After reading last week’s news from the U.S. Department of Justice on the Mexican drug ring known as MS-13, it just felt like another column was about to begin.

As we reported, new indictments returned charges against 23 individuals alleged to be members and associates of the Ohio clique of MS-13 in a racketeering conspiracy, which includes five murders as well as attempted murder, extortion, money laundering, drug trafficking, assault, obstruction of justice, witness intimidation, weapons offenses and immigration-related violations.

Some have suggested that MS-13 has had ties in Pike County. Perhaps. Some also have suggested that an election year would be an opportune time to solve the Pike County massacre. Perhaps.

This brings us to Sam Quinones’ 2015 nonfiction book “Dream Land” – courtesy of my friend and HCP columnist Jim Thompson.

“Dream Land” begins in southern Ohio. To be more precise, it begins in Portsmouth with a Page 1 preface: “In 1929, three decades into what were the great years for the blue-collar town of Portsmouth, on the Ohio River, a private swimming pool opened, and they called it Dreamland.”

As Portsmouth and other Ohio River communities were being flooded by high waters this past week, Quinones’ book deals with another kind of flooding: Flooding the drug markets with a deadly combination of legally prescribed drugs like OxyContin and cheap black-tar heroin from Mexico.

“Dream Land” opens with a reference to happy summer days spent at the Dreamland pool – which was described as the size of a football field – and at the A&W Root Beer stand across the street.

From its opening in 1929 until 1961, the pool was segregated. But in 1961, a young black named Eugene McKinley drowned while swimming in the Scioto River. As Quinones wrote: “The Portsmouth NAACP pushed back, held a wade-in, and quietly, they integrated the pool.”

The author’s reporting on Portsmouth, with references to Marting’s Department Store downtown to Morgan Brothers Jewelry to Smith’s Drugstore, brought back memories of traveling to Portsmouth for back-to-school shopping in the 1970s to working there for two years in the 1990s. With a population of roughly 42,000 in 1980, Portsmouth was named an All-American City.

Many things changed, of course.

“Two Portsmouths exist today,” Quinones said. “One is a town of abandoned buildings at the edge of the Ohio River. The other resides in the memories of thousands in the town’s diaspora who grew up during its better years and return to Portsmouth rarely, if at all. When you ask them what the town was back then, it was Dreamland.”
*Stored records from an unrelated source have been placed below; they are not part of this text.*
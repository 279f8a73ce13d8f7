//! Background workers for expired-rule and audit-log cleanup.

pub mod cleanup;
pub mod scheduler;

pub use cleanup::{CleanupOutcome, CleanupService};
pub use scheduler::{WorkerConfig, WorkerScheduler};
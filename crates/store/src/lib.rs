//! Storage collaborator interfaces and the in-process document store.
//!
//! The engine only ever talks to storage through the [`RuleStore`] and
//! [`AuditStore`] traits; a backing database can be swapped in behind them.
//! Single-document operations are atomic, cross-document transactions are
//! not assumed.

pub mod audit;
pub mod memory;
pub mod rules;

pub use audit::AuditStore;
pub use memory::MemoryStore;
pub use rules::RuleStore;
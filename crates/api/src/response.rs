//! Standardized API responses.

use axum::{
    http::StatusCode,
    response::{IntoResponse, Response},
    Json,
};
use serde_json::json;
use tracing::error;

/// Structured error response: `{ "error": ..., "status_code": ... }`.
#[derive(Debug)]
pub struct ApiError {
    pub status: StatusCode,
    pub message: String,
}

impl ApiError {
    pub fn new(status: StatusCode, message: impl Into<String>) -> Self {
        Self {
            status,
            message: message.into(),
        }
    }

    pub fn bad_request(msg: impl Into<String>) -> Self {
        Self::new(StatusCode::BAD_REQUEST, msg)
    }

    pub fn internal() -> Self {
        Self::new(StatusCode::INTERNAL_SERVER_ERROR, "Internal server error")
    }
}

impl IntoResponse for ApiError {
    fn into_response(self) -> Response {
        let body = json!({
            "error": self.message,
            "status_code": self.status.as_u16(),
        });
        (self.status, Json(body)).into_response()
    }
}

impl From<rules_core::Error> for ApiError {
    fn from(err: rules_core::Error) -> Self {
        // Unexpected failures are logged in full and masked at the boundary.
        if err.is_internal() {
            error!(error = %err, "Unexpected error handling request");
            return ApiError::internal();
        }

        let status =
            StatusCode::from_u16(err.http_status()).unwrap_or(StatusCode::INTERNAL_SERVER_ERROR);
        ApiError::new(status, err.to_string())
    }
}
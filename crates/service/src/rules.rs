//! Rule CRUD over the storage collaborator.

use chrono::Utc;
use std::sync::Arc;
use tracing::info;

use rules_core::{Error, Result, Rule, RuleInput};
use rules_store::RuleStore;

/// CRUD, search, and expiration deletion for rules.
#[derive(Clone)]
pub struct RuleService {
    store: Arc<dyn RuleStore>,
}

impl RuleService {
    pub fn new(store: Arc<dyn RuleStore>) -> Self {
        Self { store }
    }

    /// Create a rule from client input. Fails with a conflict if the name is
    /// already taken within the tenant.
    pub async fn create_rule(&self, tenant_id: &str, input: RuleInput) -> Result<Rule> {
        let input = input.validated()?;

        if self.store.find_one(tenant_id, &input.name).await?.is_some() {
            return Err(Error::rule_already_exists(&input.name, tenant_id));
        }

        let rule = Rule::new(tenant_id, input);
        self.store.insert_one(rule.clone()).await?;
        info!(tenant_id, rule_name = %rule.name, "Rule created");
        Ok(rule)
    }

    pub async fn get_rule(&self, tenant_id: &str, name: &str) -> Result<Rule> {
        self.store
            .find_one(tenant_id, name)
            .await?
            .ok_or_else(|| Error::rule_not_found(name, tenant_id))
    }

    /// List rules for a tenant, newest created first.
    pub async fn get_rules(&self, tenant_id: &str, include_expired: bool) -> Result<Vec<Rule>> {
        self.store
            .find_by_tenant(tenant_id, include_expired, Utc::now())
            .await
    }

    /// Replace a rule's fields with freshly validated input. Renaming onto an
    /// existing rule name within the tenant is a conflict.
    pub async fn update_rule(
        &self,
        tenant_id: &str,
        name: &str,
        input: RuleInput,
    ) -> Result<Rule> {
        let input = input.validated()?;

        if self.store.find_one(tenant_id, name).await?.is_none() {
            return Err(Error::rule_not_found(name, tenant_id));
        }

        if input.name != name && self.store.find_one(tenant_id, &input.name).await?.is_some() {
            return Err(Error::rule_already_exists(&input.name, tenant_id));
        }

        let new_name = input.name.clone();
        let matched = self
            .store
            .update_one(tenant_id, name, &input, Utc::now())
            .await?;
        if !matched {
            return Err(Error::rule_not_found(name, tenant_id));
        }

        info!(tenant_id, rule_name = name, "Rule updated");
        self.get_rule(tenant_id, &new_name).await
    }

    pub async fn delete_rule(&self, tenant_id: &str, name: &str) -> Result<()> {
        if !self.store.delete_one(tenant_id, name).await? {
            return Err(Error::rule_not_found(name, tenant_id));
        }
        info!(tenant_id, rule_name = name, "Rule deleted");
        Ok(())
    }

    /// Delete all rules past their expiration, optionally for one tenant.
    pub async fn delete_expired_rules(&self, tenant_id: Option<&str>) -> Result<u64> {
        let deleted = self.store.delete_expired(Utc::now(), tenant_id).await?;
        if deleted > 0 {
            info!(deleted, tenant_id = tenant_id.unwrap_or("all"), "Deleted expired rules");
        }
        Ok(deleted)
    }

    pub async fn search_rules(&self, tenant_id: &str, query: &str) -> Result<Vec<Rule>> {
        self.store.search(tenant_id, query).await
    }

    pub async fn get_rule_count(&self, tenant_id: &str) -> Result<u64> {
        self.store.count_by_tenant(tenant_id).await
    }
}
From Portsmouth, the author takes the reader to Ohio’s first and current capitals, Chillicothe and Columbus, respectively, to Xalisco, Nayarit, Mexico and through the sordid dealings of supposedly professional pharmaceutical sales reps on commissions, obliging script-writing doctors, salaried drug-dealers (yes, “salaried” drug dealers), FBI investigations and back to Portsmouth.
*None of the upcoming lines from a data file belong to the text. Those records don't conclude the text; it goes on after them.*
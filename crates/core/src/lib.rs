//! Core types, schemas, and validation for the rule engine.

pub mod audit;
pub mod error;
pub mod rule;
pub mod tenant;

pub use audit::*;
pub use error::{Error, Result};
pub use rule::*;
pub use tenant::*;
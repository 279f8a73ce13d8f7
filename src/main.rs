//! Rule Management API
//!
//! Multi-tenant IP rule management service handling:
//! - Rule CRUD with per-tenant isolation and validation
//! - Sliding-window rate limiting and tenant permission checks
//! - Audit logging for every mutating request
//! - Background cleanup of expired rules and old audit logs

use std::net::SocketAddr;
use std::sync::Arc;
use std::time::Duration;

use anyhow::{Context, Result};
use tokio::signal;
use tracing::info;

use api::{router, ApiSettings, AppState};
use rules_store::MemoryStore;
use service::{AuditService, RuleService};
use telemetry::LogSettings;
use worker::{CleanupService, WorkerConfig, WorkerScheduler};

/// Application configuration.
#[derive(Debug, Clone, serde::Serialize, serde::Deserialize)]
struct Config {
    #[serde(default = "default_host")]
    host: String,
    #[serde(default = "default_port")]
    port: u16,

    #[serde(default = "default_rate_limit")]
    default_rate_limit_per_minute: u32,
    #[serde(default = "default_rate_limit_window")]
    rate_limit_window_seconds: u64,

    #[serde(default = "default_expired_cleanup_interval")]
    expired_cleanup_interval_seconds: u64,
    #[serde(default = "default_audit_retention_days")]
    audit_retention_days: i64,
    #[serde(default = "default_audit_cleanup_interval")]
    audit_cleanup_interval_seconds: u64,

    #[serde(default = "default_log_filter")]
    log_filter: String,
    #[serde(default)]
    log_json: bool,
}

fn default_host() -> String {
    "0.0.0.0".to_string()
}

fn default_port() -> u16 {
    8080
}

fn default_rate_limit() -> u32 {
    100
}

fn default_rate_limit_window() -> u64 {
    60
}

fn default_expired_cleanup_interval() -> u64 {
    300
}

fn default_audit_retention_days() -> i64 {
    90
}

fn default_audit_cleanup_interval() -> u64 {
    86_400
}

fn default_log_filter() -> String {
    "info".to_string()
}

impl Default for Config {
    fn default() -> Self {
        Self {
            host: default_host(),
            port: default_port(),
            default_rate_limit_per_minute: default_rate_limit(),
            rate_limit_window_seconds: default_rate_limit_window(),
            expired_cleanup_interval_seconds: default_expired_cleanup_interval(),
            audit_retention_days: default_audit_retention_days(),
            audit_cleanup_interval_seconds: default_audit_cleanup_interval(),
            log_filter: default_log_filter(),
            log_json: false,
        }
    }
}

#[tokio::main]
async fn main() -> Result<()> {
    // Load .env file if present
    dotenvy::dotenv().ok();

    // Load configuration
    let config = load_config()?;

    // Initialize tracing
    telemetry::init(&LogSettings {
        filter: config.log_filter.clone(),
        json: config.log_json,
    });

    info!("Starting Rule Management API v{}", env!("CARGO_PKG_VERSION"));

    // In-memory storage backing both the rule and audit collections
    let store = Arc::new(MemoryStore::new());

    // Create application state
    let state = AppState::new(
        store.clone(),
        store.clone(),
        ApiSettings {
            default_rate_limit: config.default_rate_limit_per_minute,
            rate_limit_window: Duration::from_secs(config.rate_limit_window_seconds),
        },
    );

    // Start background cleanup workers
    let cleanup = CleanupService::new(
        RuleService::new(store.clone()),
        AuditService::new(store.clone()),
    );
    let worker_scheduler = Arc::new(WorkerScheduler::new(
        WorkerConfig {
            expired_rules_interval: Duration::from_secs(config.expired_cleanup_interval_seconds),
            audit_cleanup_interval: Duration::from_secs(config.audit_cleanup_interval_seconds),
            audit_retention_days: config.audit_retention_days,
        },
        cleanup,
    ));
    let _worker_handles = worker_scheduler.start();

    // Create router
    let app = router(state);

    // Start HTTP server
    let addr: SocketAddr = format!("{}:{}", config.host, config.port)
        .parse()
        .context("Invalid server address")?;

    info!("Listening on http://{}", addr);

    let listener = tokio::net::TcpListener::bind(addr)
        .await
        .context("Failed to bind to address")?;

    // Run server with graceful shutdown
    axum::serve(listener, app)
        .with_graceful_shutdown(shutdown_signal())
        .await
        .context("Server error")?;

    info!("Shutdown complete");
    Ok(())
}

/// Load configuration from files and environment.
fn load_config() -> Result<Config> {
    let config = config::Config::builder()
        // Start with defaults
        .add_source(config::Config::try_from(&Config::default())?)
        // Load from config file if exists
        .add_source(
            config::File::with_name("config/default")
                .required(false)
                .format(config::FileFormat::Toml),
        )
        // Override with environment variables
        .add_source(
            config::Environment::default()
                .separator("__")
                .prefix("RULE_ENGINE")
                .try_parsing(true),
        )
        .build()
        .context("Failed to build configuration")?;

    config
        .try_deserialize()
        .context("Failed to deserialize configuration")
}

/// Graceful shutdown signal handler.
async fn shutdown_signal() {
    let ctrl_c = async {
        signal::ctrl_c()
            .await
            .expect("Failed to install Ctrl+C handler");
    };

    #[cfg(unix)]
    let terminate = async {
        signal::unix::signal(signal::unix::SignalKind::terminate())
            .expect("Failed to install signal handler")
            .recv()
            .await;
    };

    #[cfg(not(unix))]
    let terminate = std::future::pending::<()>();

    tokio::select! {
        _ = ctrl_c => {
            info!("Received Ctrl+C signal");
        }
        _ = terminate => {
            info!("Received terminate signal");
        }
    }
}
Former Scioto County Coroner and current 90th House District Rep. Terry Johnson spoke to Quinones. “Johnson had spent most of a decade raising hell about the mounting corpses from pill overdoses in and around Portsmouth – to no avail,” Quinones wrote.

“Johnson had watched a generation walk U.S. Highway 52 like zombies and get themselves declared simple to go on SSI and get the Medicaid card. He’d seen family members grow addicted, and he had rethought every stereotype he had about addicts. Doctors had failed people, he thought.”
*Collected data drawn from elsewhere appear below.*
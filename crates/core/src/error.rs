//! Unified error types for the rule engine.

use thiserror::Error;

/// Result type alias using our Error type.
pub type Result<T> = std::result::Result<T, Error>;

/// Unified error type for the rule engine.
///
/// Each variant maps to a caller-visible HTTP status via [`Error::http_status`].
#[derive(Debug, Error)]
pub enum Error {
    /// Malformed request: missing tenant header, missing/empty body.
    #[error("{0}")]
    BadRequest(String),

    /// Tenant lacks the required permission for the action.
    #[error("tenant '{tenant_id}' does not have permission for {permission}")]
    Forbidden {
        tenant_id: String,
        permission: String,
    },

    /// Referenced rule does not exist for the tenant.
    #[error("rule '{rule_name}' not found for tenant '{tenant_id}'")]
    RuleNotFound {
        rule_name: String,
        tenant_id: String,
    },

    /// Rule name already taken within the tenant.
    #[error("rule '{rule_name}' already exists for tenant '{tenant_id}'")]
    RuleAlreadyExists {
        rule_name: String,
        tenant_id: String,
    },

    /// Tenant's request count is at or above its effective limit.
    #[error("rate limit exceeded for tenant '{0}'")]
    RateLimitExceeded(String),

    /// Input fails schema constraints or the IP-format check.
    #[error("validation error: {0}")]
    Validation(String),

    /// Storage collaborator failure.
    #[error("storage error: {0}")]
    Storage(String),

    #[error("internal error: {0}")]
    Internal(String),
}

impl Error {
    pub fn bad_request(msg: impl Into<String>) -> Self {
        Self::BadRequest(msg.into())
    }

    pub fn forbidden(tenant_id: impl Into<String>, permission: impl Into<String>) -> Self {
        Self::Forbidden {
            tenant_id: tenant_id.into(),
            permission: permission.into(),
        }
    }

    pub fn rule_not_found(rule_name: impl Into<String>, tenant_id: impl Into<String>) -> Self {
        Self::RuleNotFound {
            rule_name: rule_name.into(),
            tenant_id: tenant_id.into(),
        }
    }

    pub fn rule_already_exists(rule_name: impl Into<String>, tenant_id: impl Into<String>) -> Self {
        Self::RuleAlreadyExists {
            rule_name: rule_name.into(),
            tenant_id: tenant_id.into(),
        }
    }

    pub fn validation(msg: impl Into<String>) -> Self {
        Self::Validation(msg.into())
    }

    pub fn storage(msg: impl Into<String>) -> Self {
        Self::Storage(msg.into())
    }

    pub fn internal(msg: impl Into<String>) -> Self {
        Self::Internal(msg.into())
    }

    /// Get the HTTP status code for this error.
    pub fn http_status(&self) -> u16 {
        match self {
            Self::BadRequest(_) => 400,
            Self::Forbidden { .. } => 403,
            Self::RuleNotFound { .. } => 404,
            Self::RuleAlreadyExists { .. } => 409,
            Self::RateLimitExceeded(_) => 429,
            Self::Validation(_) => 400,
            Self::Storage(_) => 500,
            Self::Internal(_) => 500,
        }
    }

    /// Whether the raw message must be masked before reaching the caller.
    pub fn is_internal(&self) -> bool {
        matches!(self, Self::Storage(_) | Self::Internal(_))
    }
}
After taking office in 2011, Rep. Johnson and Rep. Dave Burke, a pharmacist, introduced Ohio House Bill 93. The bill defined and regulated pain clinics. It actually made it illegal for a convicted felon to run a pain clinic. The bill passed unanimously. If there’s a positive for Ohio in “Dreamland,” it probably starts with House Bill 93 and Rep. Terry Johnson, who will be term-limited out of the Ohio House at the end of this year.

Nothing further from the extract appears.